Since the age of 35, the patient had experienced headaches, oculomotor symptoms like blurred vision and diplopia, tinnitus and vertigo. These symptoms were so debilitating that she spent long periods of time lying in bed in a room with half-light and reduced noise. During the same period she started to experience psychiatric symptoms, at the beginning characterized by excessive anxiety, epigastric discomfort, restlessness and insomnia. Some months later she began to develop obsessive ideas about the fear of killing her son, who was 12-years-old at the time, without any compulsive behaviours. She also experienced auditory hallucinations with imperative voices and visual pseudo-hallucinations. In this period her mood was slightly depressed without suicidal intent.
Consequently, in 2001 at the age of 36, she was hospitalized in a psychiatric unit with the diagnosis of Schizophrenia. In the previous years she had never been hospitalized, there was no personal history of previous psychiatric disorders or substance misuse and also no family history of mental illness. The patient has a high school degree and since the age of 28 she worked as a secretary. During hospitalization no abnormalities were found in blood parameters, electrocardiography and urine analyses. She was prescribed Amisulpride tablets (300 mg/day) and Paroxetine tablets (40 mg/day), but after 5 days the patient developed extrapiramidal symptoms and akathisia. At this stage Amisulpride was discontinued and Haloperidol, orally administered at the dose of 6 mg/day was introduced. She experienced only a partial benefit: hallucinations and obsessive ideas persisted although the patient acknowledged an improvement in mood and anxiety. After 4 weeks she was discharged from the hospital and began follow-up outpatient care with a psychiatrist. Although she was treated sequentially with various antipsychotic drugs and antidepressants (Promazine, Aripiprazole, Olanzapine, Citalopram, Venlafaxine, Sertraline) she had only relative clinical improvements in mood and anxiety but not in hallucinations. She also continued to suffer from headaches, dizziness and tinnitus.

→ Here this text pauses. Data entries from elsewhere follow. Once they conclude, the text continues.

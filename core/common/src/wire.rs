//! Wire representation helpers.
//!
//! Records cross the remote boundary as JSON with camelCase keys, RFC 3339
//! UTC timestamps and binary payloads as standard base64 text.

use base64::engine::general_purpose::STANDARD;
use base64::Engine;
use serde::{Deserialize, Deserializer, Serialize, Serializer};

use crate::Result;

/// Serde adapter for optional binary payloads carried as base64 strings.
pub mod base64_opt {
    use super::*;

    pub fn serialize<S>(value: &Option<Vec<u8>>, serializer: S) -> std::result::Result<S::Ok, S::Error>
    where
        S: Serializer,
    {
        match value {
            Some(bytes) => serializer.serialize_some(&STANDARD.encode(bytes)),
            None => serializer.serialize_none(),
        }
    }

    pub fn deserialize<'de, D>(deserializer: D) -> std::result::Result<Option<Vec<u8>>, D::Error>
    where
        D: Deserializer<'de>,
    {
        let encoded: Option<String> = Option::deserialize(deserializer)?;
        encoded
            .map(|s| STANDARD.decode(s.as_bytes()).map_err(serde::de::Error::custom))
            .transpose()
    }
}

/// Encode a value to its wire form.
pub fn encode<T: Serialize>(value: &T) -> Result<serde_json::Value> {
    Ok(serde_json::to_value(value)?)
}

/// Decode a value from its wire form.
pub fn decode<T: serde::de::DeserializeOwned>(value: serde_json::Value) -> Result<T> {
    Ok(serde_json::from_value(value)?)
}

/// Number of bytes a value occupies on the wire.
pub fn encoded_len<T: Serialize>(value: &T) -> u64 {
    serde_json::to_vec(value).map(|v| v.len() as u64).unwrap_or(0)
}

During the hospitalization in our unit, in consideration of the neurological symptoms, a brain MRI was performed. The results revealed a 7 mm cerebellar tonsils herniation into the foramen magnum and the presence of an irregular cavity in the spinal cord, particularly between C4 and D1. An electroencephalograph (EEG) was inconclusive. A diagnosis of ACM-I with syringohydromyelia was established, the neurological assessment was within normal limits. We also had a consultation with the department of neurosurgery which ruled out the possibility of a decompression surgery because of the presence of a consolidated hydromyelia not likely to remit with surgery. We assessed the psychiatric symptoms using the Structured Clinical Interview for DSM IV Axis I Disorders (SCID I) that, in consideration of the MRI result, was diagnostic for a Psychotic Disorder Due to Another Medical Condition11. We also administered the Brief Psychiatric Rating Scale (BPRS, score: 30)12 and the Yale-Brown Obsessive-Compulsive Scale (YBOCS, score: 9)13. The decided treatment was: Risperidone tablets (3 mg/day; Olanzapine was withdrawn in consideration of the body weight), Sertraline tablets (150 mg/day) and Pregabalin tablets (100 mg/day). We observed that the patient underwent a substantial improvement in mood, insomnia, epigastric discomfort but she still did not experience a concrete improvement in obsessive ideas and hallucinations. The patient was discharged after three months of hospitalization in a low intensity psychiatric unit and, afterwards, began outpatient psychiatric and neurological follow-up.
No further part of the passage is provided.